S0622, Dasatinib in Treating Patients With Stage IV Breast Cancer That Has Spread to the Bone

This study is ongoing, but not recruiting participants.
Sponsor:
Collaborator:
Information provided by (Responsible Party):
Southwest Oncology Group
ClinicalTrials.gov Identifier:
NCT00410813
First received: December 11, 2006
Last updated: May 22, 2013
Last verified: May 2013
  Purpose

RATIONALE: Dasatinib may stop the growth of tumor cells by blocking some of the enzymes needed for cell growth.

PURPOSE: This randomized phase II trial is studying two different schedules of dasatinib to compare how well they work in treating patients with stage IV breast cancer that has spread to the bone.


Condition Intervention Phase
Breast Cancer
Metastatic Cancer
Drug: dasatinib
Phase 2

Study Type: Interventional
Study Design: Allocation: Randomized
Endpoint Classification: Safety/Efficacy Study
Intervention Model: Parallel Assignment
Masking: Open Label
Primary Purpose: Treatment
Official Title: Phase II Studies of Two Different Schedules of Dasatinib (NSC-732517) in Bone Metastasis Predominant Metastatic Breast Cancer

Resource links provided by NLM:


Further study details as provided by Southwest Oncology Group:

Primary Outcome Measures:
  • Progression-free survival, with disease progression defined as an increase in measurable disease, the appearance of new lesions, and/or clinical deterioration related to disease progression [ Time Frame: Disease assessed every 8 weeks for up to 2 years until progression. ] [ Designated as safety issue: No ]
    Time from date of registration to date of first documentation of progression or symptomatic deterioration, or death due to any cause. Patients last known to be alive and progression-free are censored at last date of contact.


Secondary Outcome Measures:
  • MUC-1 antigen response [ Time Frame: at 4, 8, 16, and 24 weeks ] [ Designated as safety issue: No ]
    MUC-1 Complete Response is reduction in MUC-1 such that MUC-1 ≤ ULN. MUC-1 Partial Response is greater than or equal to a 50% reduction in MUC-1 from baseline, but not qualifying as a CR. MUC-1 Progression is greater than or equal to a 50% increase in MUC-1 from baseline. MUC-1 Stable Disease is MUC-1 response not qualifying as CR, PR, or Progression. MUC-1 Inadequate Assessment, response unknown: MUC-1 response has not been adequately assessed.

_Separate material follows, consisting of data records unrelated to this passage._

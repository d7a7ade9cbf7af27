//! Database initialization

use openclimate_store::errors::Result;
use serde_json::{json, Value};

use super::{open_store, GlobalArgs};

pub fn execute(global: &GlobalArgs) -> Result<Value> {
    let store = open_store(global)?;
    let partitions: Vec<&str> = store.partitions().iter().map(|p| p.name()).collect();

    Ok(json!({
        "db": global.db.display().to_string(),
        "index_policy": store.index_policy().as_str(),
        "partitions": partitions,
    }))
}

  • Change in serum bone turnover markers over time [ Time Frame: at 4, 8, 16, and 24 weeks ] [ Designated as safety issue: No ]
  • Circulating tumor cell (CTC) response [ Time Frame: at 4, 8, 16, and 24 weeks ] [ Designated as safety issue: No ]
    CTC Response: CTC < 5 cells / 7.5 mL; CTC Non-Response: CTC ≥ 5 cells / 7.5 mL; CTC Inadequate Assessment, response: CTC not able to be evaluated.

  • Toxicity [ Time Frame: Patients assessed at least every eight weeks while on protocol treatment, for up to 2 years ] [ Designated as safety issue: Yes ]
    Only adverse events that are possibly, probably or definitely related to study drug are reported.

  • Response rate (complete and partial, confirmed and unconfirmed) [ Time Frame: Patients assessed at least every eight weeks while on protocol treatment, for up to 2 years ] [ Designated as safety issue: No ]
    Complete Response (CR) is complete disappearance of all measurable and non-measurable disease. No new lesions, no disease related symptoms. Normalization of markers and other abnormal lab values. Partial Response (PR) is greater than or equal to 30% decrease under baseline of the sum of longest diameters of all target measurable lesions. No unequivocal progression of non-measurable disease. No new lesions. Confirmation of CR or PR means a repeat scan at least 4 weeks apart documented before progression or symptomatic deterioration. Progression is 20% increase in sum of longest diameters of target measurable lesions over smallest sum observed and/or unequivocal progression of non-measurable disease and/or appearance of new lesion/site or death due to disease without prior documentation of progression and without symptomatic deterioration. Symptomatic deterioration is global deterioration of health status requiring discontinuation of treatment without objective evidence of progression.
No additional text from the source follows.